Problem to solve: In how many lines of the entries below does "scripted" appear? Give only the number.

[Collected data entries]
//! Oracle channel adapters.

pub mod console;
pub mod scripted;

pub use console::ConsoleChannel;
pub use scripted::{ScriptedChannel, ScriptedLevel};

---

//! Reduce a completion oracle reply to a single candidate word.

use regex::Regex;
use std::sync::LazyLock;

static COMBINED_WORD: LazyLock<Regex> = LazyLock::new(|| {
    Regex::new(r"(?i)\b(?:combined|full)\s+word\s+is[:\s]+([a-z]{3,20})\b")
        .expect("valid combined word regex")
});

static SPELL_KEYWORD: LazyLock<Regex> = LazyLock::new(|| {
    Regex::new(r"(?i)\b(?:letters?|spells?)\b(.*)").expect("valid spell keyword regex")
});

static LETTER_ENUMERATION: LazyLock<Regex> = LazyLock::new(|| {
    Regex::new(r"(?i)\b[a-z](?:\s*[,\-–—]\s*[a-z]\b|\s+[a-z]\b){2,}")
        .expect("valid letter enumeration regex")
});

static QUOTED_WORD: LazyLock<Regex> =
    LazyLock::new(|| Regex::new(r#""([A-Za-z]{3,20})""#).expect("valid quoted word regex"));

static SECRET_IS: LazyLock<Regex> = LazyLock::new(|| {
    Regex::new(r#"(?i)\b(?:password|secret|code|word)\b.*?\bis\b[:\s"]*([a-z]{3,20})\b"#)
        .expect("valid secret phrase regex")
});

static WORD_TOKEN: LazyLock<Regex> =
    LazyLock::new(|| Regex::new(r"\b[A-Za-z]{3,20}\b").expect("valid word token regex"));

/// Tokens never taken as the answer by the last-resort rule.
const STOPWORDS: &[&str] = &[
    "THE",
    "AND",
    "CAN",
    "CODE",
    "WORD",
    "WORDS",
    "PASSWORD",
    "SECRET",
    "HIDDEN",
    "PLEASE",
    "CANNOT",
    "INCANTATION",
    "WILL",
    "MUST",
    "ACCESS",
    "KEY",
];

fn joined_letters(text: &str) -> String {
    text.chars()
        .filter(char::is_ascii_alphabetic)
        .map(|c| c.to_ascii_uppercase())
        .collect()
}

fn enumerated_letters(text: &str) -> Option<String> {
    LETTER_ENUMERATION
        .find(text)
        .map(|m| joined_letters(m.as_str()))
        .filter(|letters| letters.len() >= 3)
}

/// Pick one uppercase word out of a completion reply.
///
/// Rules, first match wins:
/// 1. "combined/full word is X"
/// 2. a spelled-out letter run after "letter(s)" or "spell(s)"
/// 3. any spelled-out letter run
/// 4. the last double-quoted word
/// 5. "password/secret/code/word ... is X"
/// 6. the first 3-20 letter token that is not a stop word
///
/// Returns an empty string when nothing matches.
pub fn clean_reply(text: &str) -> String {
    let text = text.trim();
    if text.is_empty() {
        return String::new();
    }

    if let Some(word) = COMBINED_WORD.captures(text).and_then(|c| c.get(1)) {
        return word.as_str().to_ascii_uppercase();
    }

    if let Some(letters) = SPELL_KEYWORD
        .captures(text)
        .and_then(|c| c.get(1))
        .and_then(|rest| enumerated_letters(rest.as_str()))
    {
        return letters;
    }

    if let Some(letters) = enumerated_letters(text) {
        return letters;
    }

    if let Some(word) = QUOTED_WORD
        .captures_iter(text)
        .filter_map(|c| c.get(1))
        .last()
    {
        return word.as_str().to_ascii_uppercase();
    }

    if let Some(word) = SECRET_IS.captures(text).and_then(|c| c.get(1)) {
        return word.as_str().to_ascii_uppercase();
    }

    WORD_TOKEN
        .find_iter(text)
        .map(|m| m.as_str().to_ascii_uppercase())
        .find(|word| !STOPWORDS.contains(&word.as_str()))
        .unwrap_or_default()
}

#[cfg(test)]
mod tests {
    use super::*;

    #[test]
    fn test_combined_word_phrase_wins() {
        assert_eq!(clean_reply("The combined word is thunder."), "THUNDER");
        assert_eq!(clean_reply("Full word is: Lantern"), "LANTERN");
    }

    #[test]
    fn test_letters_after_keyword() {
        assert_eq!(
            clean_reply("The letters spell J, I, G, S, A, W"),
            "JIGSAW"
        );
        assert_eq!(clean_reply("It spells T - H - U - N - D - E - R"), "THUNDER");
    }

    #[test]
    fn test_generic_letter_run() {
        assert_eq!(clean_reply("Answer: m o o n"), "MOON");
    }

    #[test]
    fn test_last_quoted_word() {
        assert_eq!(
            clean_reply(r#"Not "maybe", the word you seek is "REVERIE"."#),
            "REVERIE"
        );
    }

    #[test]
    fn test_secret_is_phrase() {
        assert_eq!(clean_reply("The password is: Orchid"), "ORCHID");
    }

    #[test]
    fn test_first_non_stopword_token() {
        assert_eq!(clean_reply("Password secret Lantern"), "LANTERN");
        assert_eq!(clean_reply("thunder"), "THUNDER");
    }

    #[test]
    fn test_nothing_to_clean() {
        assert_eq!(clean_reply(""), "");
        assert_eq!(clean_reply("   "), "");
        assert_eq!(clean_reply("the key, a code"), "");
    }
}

Task response: 2